Burada bir parantez Murat Ülker’e açmak istiyorum.
Farkında mısınız bilmiyorum ama Murat Ülker, geziyor, okuyor, yazıyor.
Yani,
Üretiyor ve paylaşıyor…
Aslında bir anlamda hiçbir başarının tesadüfi olmadığını, yaptıkları ile anlayana anlatıyor.
Heyecanla okuduğum Murat Ülker ve Ali Koç röportajından kendimce satır başlarını aktardıktan sonra sizleri bu keyifli röportajla baş başa bırakacağım.
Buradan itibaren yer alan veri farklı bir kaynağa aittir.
//! Command-line front end for `toolgram`.
//!
//! The entry point is [`run`], which parses arguments, installs the tracing
//! subscriber, and dispatches to a command handler. Handlers resolve their
//! configuration through `toolgram-state`, load transcripts with
//! `toolgram-sessions`, analyze them with `toolgram-patterns`, and print a
//! report rendered by [`report`].

#![deny(unsafe_code)]

mod cli;
mod commands;
pub mod report;

pub use cli::{Cli, Commands, DetectionArgs, OutputFormat};

use anyhow::Result;
use clap::Parser;
use commands::{handle_analyze_command, handle_patterns_command, handle_sessions_command};
use tracing_subscriber::EnvFilter;

/// The main entry point for the `toolgram` application.
pub fn run() -> Result<()> {
    let cli = Cli::parse();
    init_tracing(cli.command.is_verbose());
    dispatch(cli)
}

/// Log to stderr. `RUST_LOG` wins over the verbosity flag.
fn init_tracing(verbose: bool) {
    let default_level = if verbose { "debug" } else { "warn" };
    let filter =
        EnvFilter::try_from_default_env().unwrap_or_else(|_| EnvFilter::new(default_level));
    tracing_subscriber::fmt()
        .with_env_filter(filter)
        .with_writer(std::io::stderr)
        .init();
}

fn dispatch(cli: Cli) -> Result<()> {
    match cli.command {
        Commands::Analyze {
            session,
            days,
            format,
            verbose,
            no_patterns,
            detection,
            projects_dir,
        } => handle_analyze_command(
            session,
            days,
            format,
            verbose,
            no_patterns,
            detection,
            projects_dir,
        ),
        Commands::Sessions {
            days,
            project,
            format,
            projects_dir,
        } => handle_sessions_command(days, project, format, projects_dir),
        Commands::Patterns {
            session,
            find,
            format,
            detection,
            projects_dir,
        } => handle_patterns_command(session, find, format, detection, projects_dir),
    }
}
//! Errors raised at the boundary of the analysis engine.

use thiserror::Error;

/// Errors returned when pattern detection is configured incorrectly.
///
/// Every variant is raised before any mining work begins, so a failed call
/// never produces partial output.
#[derive(Debug, Clone, PartialEq, Eq, Error)]
#[non_exhaustive]
pub enum PatternError {
    /// `min_frequency` must be at least 1.
    #[error("Invalid detection options: min_frequency must be greater than 0")]
    ZeroMinFrequency,

    /// `min_sequence_length` must be at least 1.
    #[error("Invalid detection options: min_sequence_length must be at least 1")]
    ZeroMinSequenceLength,

    /// The window length bounds are inverted.
    #[error(
        "Invalid detection options: min_sequence_length ({min}) exceeds max_sequence_length ({max})"
    )]
    InvertedLengthBounds {
        /// Requested minimum window length.
        min: usize,
        /// Requested maximum window length.
        max: usize,
    },
}
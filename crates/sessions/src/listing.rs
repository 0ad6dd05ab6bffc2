//! Discovery of session transcripts under `~/.claude/projects/`.

use crate::error::SessionError;
use chrono::{DateTime, Duration, SecondsFormat, Utc};
use serde::{Deserialize, Serialize};
use std::fs;
use std::path::{Path, PathBuf};
use tracing::debug;

/// A session transcript on disk.
#[derive(Debug, Clone, PartialEq, Eq, Serialize, Deserialize)]
#[serde(rename_all = "camelCase")]
pub struct SessionInfo {
    /// File stem of the transcript.
    pub id: String,
    pub path: PathBuf,
    /// Modification time of the transcript (RFC 3339, UTC).
    pub start_time: String,
    /// Name of the project directory holding the transcript.
    pub project: String,
}

/// List every `*.jsonl` transcript below `projects_dir`, sorted by path.
///
/// When `project_filter` is set, only project directories whose name
/// contains it are scanned. A missing `projects_dir` yields an empty list.
pub fn list_sessions(
    projects_dir: &Path,
    project_filter: Option<&str>,
) -> Result<Vec<SessionInfo>, SessionError> {
    let mut sessions = Vec::new();

    if !projects_dir.exists() {
        debug!(
            "Claude projects directory does not exist: {:?}",
            projects_dir
        );
        return Ok(sessions);
    }

    for project_entry in read_dir(projects_dir)? {
        let project = project_entry.map_err(|e| SessionError::io(projects_dir, e))?;
        let project_path = project.path();
        if !project_path.is_dir() {
            continue;
        }

        let project_name = project.file_name().to_string_lossy().into_owned();
        if let Some(filter) = project_filter {
            if !project_name.contains(filter) {
                continue;
            }
        }

        for session_entry in read_dir(&project_path)? {
            let session = session_entry.map_err(|e| SessionError::io(&project_path, e))?;
            let path = session.path();
            if !path.extension().map(|e| e == "jsonl").unwrap_or(false) {
                continue;
            }
            let Some(id) = path.file_stem().and_then(|s| s.to_str()) else {
                continue;
            };

            let modified = session
                .metadata()
                .and_then(|m| m.modified())
                .map_err(|e| SessionError::io(&path, e))?;

            sessions.push(SessionInfo {
                id: id.to_string(),
                start_time: DateTime::<Utc>::from(modified)
                    .to_rfc3339_opts(SecondsFormat::Millis, true),
                project: project_name.clone(),
                path,
            });
        }
    }

    sessions.sort_by(|a, b| a.path.cmp(&b.path));
    debug!(count = sessions.len(), "Listed session transcripts");
    Ok(sessions)
}

/// Sessions whose start time falls within the last `days` days before `now`.
pub fn list_sessions_in_period(
    projects_dir: &Path,
    days: u32,
    now: DateTime<Utc>,
) -> Result<Vec<SessionInfo>, SessionError> {
    let cutoff = now - Duration::days(i64::from(days));

    Ok(list_sessions(projects_dir, None)?
        .into_iter()
        .filter(|s| {
            DateTime::parse_from_rfc3339(&s.start_time)
                .map(|t| t.with_timezone(&Utc) >= cutoff)
                .unwrap_or(false)
        })
        .collect())
}

/// Find a transcript by id across all projects.
pub fn find_session(projects_dir: &Path, id: &str) -> Result<SessionInfo, SessionError> {
    list_sessions(projects_dir, None)?
        .into_iter()
        .find(|s| s.id == id)
        .ok_or_else(|| SessionError::NotFound(id.to_string()))
}

fn read_dir(path: &Path) -> Result<fs::ReadDir, SessionError> {
    fs::read_dir(path).map_err(|e| SessionError::io(path, e))
}
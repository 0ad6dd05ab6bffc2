//! Turns the raw occurrences of a frequent n-gram into an [`OperationPattern`].

use crate::bash::BashCategory;
use crate::types::{OperationPattern, PatternContext, ToolInvocation};
use indexmap::IndexMap;
use std::hash::Hash;

/// Tools captured on each side of an occurrence.
const CONTEXT_SIZE: usize = 2;
/// Entries kept in `common_commands` / `common_file_paths`.
const TOP_ITEMS: usize = 5;
/// Session label for calls recorded without a session id.
const AGGREGATE_SESSION: &str = "aggregate";

/// Context gathered for a single occurrence.
struct Occurrence {
    context: PatternContext,
    categories: Vec<BashCategory>,
    has_outcome: bool,
    failed: bool,
}

/// Build the enriched pattern for `key`, which occurs at every index in `starts`.
pub(crate) fn enrich_pattern(
    id: String,
    key: &[&str],
    starts: &[usize],
    sequence: &[&ToolInvocation],
) -> OperationPattern {
    let occurrences: Vec<Occurrence> = starts
        .iter()
        .map(|&start| occurrence(sequence, start, key.len()))
        .collect();

    let first_seen = occurrences
        .iter()
        .map(|o| o.context.timestamp.as_str())
        .min()
        .unwrap_or_default()
        .to_string();
    let last_seen = occurrences
        .iter()
        .map(|o| o.context.timestamp.as_str())
        .max()
        .unwrap_or_default()
        .to_string();

    let common_commands: Vec<String> = top_items(
        occurrences
            .iter()
            .flat_map(|o| o.context.bash_commands.iter().map(String::as_str)),
        TOP_ITEMS,
    )
    .into_iter()
    .map(str::to_string)
    .collect();
    let common_file_paths: Vec<String> = top_items(
        occurrences
            .iter()
            .flat_map(|o| o.context.file_paths.iter().map(String::as_str)),
        TOP_ITEMS,
    )
    .into_iter()
    .map(str::to_string)
    .collect();
    let category = most_frequent(occurrences.iter().flat_map(|o| o.categories.iter().copied()));

    OperationPattern {
        id,
        sequence: key.iter().map(|s| s.to_string()).collect(),
        frequency: occurrences.len(),
        success_rate: success_rate(&occurrences),
        contexts: occurrences.into_iter().map(|o| o.context).collect(),
        first_seen,
        last_seen,
        category,
        common_commands,
        common_file_paths,
    }
}

fn occurrence(sequence: &[&ToolInvocation], start: usize, len: usize) -> Occurrence {
    let window = &sequence[start..start + len];
    let first = window[0];

    let mut bash_commands = Vec::new();
    let mut file_paths = Vec::new();
    let mut categories = Vec::new();
    for call in window {
        if let Some(cmd) = &call.bash_command {
            bash_commands.push(cmd.clone());
        }
        if let Some(category) = call.bash_category {
            categories.push(category);
        }
        if let Some(path) = &call.file_path {
            file_paths.push(path.clone());
        }
    }

    Occurrence {
        context: PatternContext {
            session_id: first
                .session_id
                .clone()
                .unwrap_or_else(|| AGGREGATE_SESSION.to_string()),
            timestamp: first.timestamp.clone(),
            surrounding_tools: surrounding_tools(sequence, start, len),
            bash_commands,
            file_paths,
        },
        categories,
        has_outcome: window.iter().any(|c| c.is_error.is_some()),
        failed: window.iter().any(|c| c.is_error == Some(true)),
    }
}

/// Up to [`CONTEXT_SIZE`] tool names before `start` and after `start + len`.
pub(crate) fn surrounding_tools(
    sequence: &[&ToolInvocation],
    start: usize,
    len: usize,
) -> Vec<String> {
    let before = start.saturating_sub(CONTEXT_SIZE)..start;
    let after_start = (start + len).min(sequence.len());
    let after = after_start..(start + len + CONTEXT_SIZE).min(sequence.len());

    sequence[before]
        .iter()
        .chain(sequence[after].iter())
        .map(|c| c.tool_name.clone())
        .collect()
}

/// Share of occurrences without a failed call. Occurrences with no recorded
/// outcome count as successful, so the rate is 1.0 without result data.
fn success_rate(occurrences: &[Occurrence]) -> f64 {
    if occurrences.is_empty() || !occurrences.iter().any(|o| o.has_outcome) {
        return 1.0;
    }
    let succeeded = occurrences.iter().filter(|o| !o.failed).count();
    succeeded as f64 / occurrences.len() as f64
}

/// The `limit` most frequent items; ties keep first-seen order.
pub(crate) fn top_items<T, I>(items: I, limit: usize) -> Vec<T>
where
    T: Eq + Hash,
    I: IntoIterator<Item = T>,
{
    let mut counts: IndexMap<T, usize> = IndexMap::new();
    for item in items {
        *counts.entry(item).or_insert(0) += 1;
    }

    let mut ranked: Vec<(T, usize)> = counts.into_iter().collect();
    ranked.sort_by(|a, b| b.1.cmp(&a.1));
    ranked.into_iter().take(limit).map(|(item, _)| item).collect()
}

/// The most frequent item; the first-seen item wins ties.
pub(crate) fn most_frequent<T, I>(items: I) -> Option<T>
where
    T: Eq + Hash,
    I: IntoIterator<Item = T>,
{
    top_items(items, 1).into_iter().next()
}
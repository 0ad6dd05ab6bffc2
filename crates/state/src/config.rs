//! Resolution of analysis options from CLI flags, environment, and settings.
//!
//! Each value is taken from the first source that provides it, in the order
//! CLI flag, environment variable, settings file, built-in default.

use crate::env::{
    default_projects_dir, env_days, env_max_length, env_min_frequency, env_projects_dir,
    exclude_tools_from_env, Settings,
};
use anyhow::Result;
use std::path::PathBuf;

pub const DEFAULT_DAYS: u32 = 7;
pub const DEFAULT_MIN_FREQUENCY: usize = 2;
pub const DEFAULT_MAX_LENGTH: usize = 5;
pub const DEFAULT_MIN_LENGTH: usize = 2;

/// Values given explicitly on the command line.
#[derive(Debug, Default, Clone, PartialEq, Eq)]
pub struct ConfigOverrides {
    pub projects_dir: Option<PathBuf>,
    pub days: Option<u32>,
    pub min_frequency: Option<usize>,
    pub max_length: Option<usize>,
    pub min_length: Option<usize>,
    pub exclude_tools: Vec<String>,
}

/// Fully resolved analysis configuration.
#[derive(Debug, Clone, PartialEq, Eq)]
pub struct AnalysisConfig {
    pub projects_dir: PathBuf,
    pub days: u32,
    pub min_frequency: usize,
    pub max_length: usize,
    pub min_length: usize,
    pub exclude_tools: Vec<String>,
}

impl AnalysisConfig {
    /// Resolve every option against the environment and `settings`.
    pub fn resolve(overrides: &ConfigOverrides, settings: &Settings) -> Result<Self> {
        let projects_dir = match overrides
            .projects_dir
            .clone()
            .or_else(env_projects_dir)
            .or_else(|| settings.projects_dir.clone())
        {
            Some(dir) => dir,
            None => default_projects_dir()?,
        };

        let exclude_tools = first_non_empty([
            overrides.exclude_tools.clone(),
            exclude_tools_from_env(),
            settings.exclude_tools.clone().unwrap_or_default(),
        ]);

        Ok(Self {
            projects_dir,
            days: overrides
                .days
                .or_else(env_days)
                .or(settings.days)
                .unwrap_or(DEFAULT_DAYS),
            min_frequency: overrides
                .min_frequency
                .or_else(env_min_frequency)
                .or(settings.min_frequency)
                .unwrap_or(DEFAULT_MIN_FREQUENCY),
            max_length: overrides
                .max_length
                .or_else(env_max_length)
                .or(settings.max_length)
                .unwrap_or(DEFAULT_MAX_LENGTH),
            min_length: overrides
                .min_length
                .or(settings.min_length)
                .unwrap_or(DEFAULT_MIN_LENGTH),
            exclude_tools,
        })
    }
}

fn first_non_empty<const N: usize>(candidates: [Vec<String>; N]) -> Vec<String> {
    candidates
        .into_iter()
        .find(|c| !c.is_empty())
        .unwrap_or_default()
}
O RÖPORTAJDAN SATIR BAŞLARI
-Hayat, keşke diyecek kadar uzun değil. Fenerbahçe için yaptıklarımdan bir gün pişmanlık duymadım. Allah bana Fenerbahçe Spor Kulübü Başkanlık makamını nasip etti; bu makamda oturuyorsanız “keşke” değil “iyi ki” dersiniz.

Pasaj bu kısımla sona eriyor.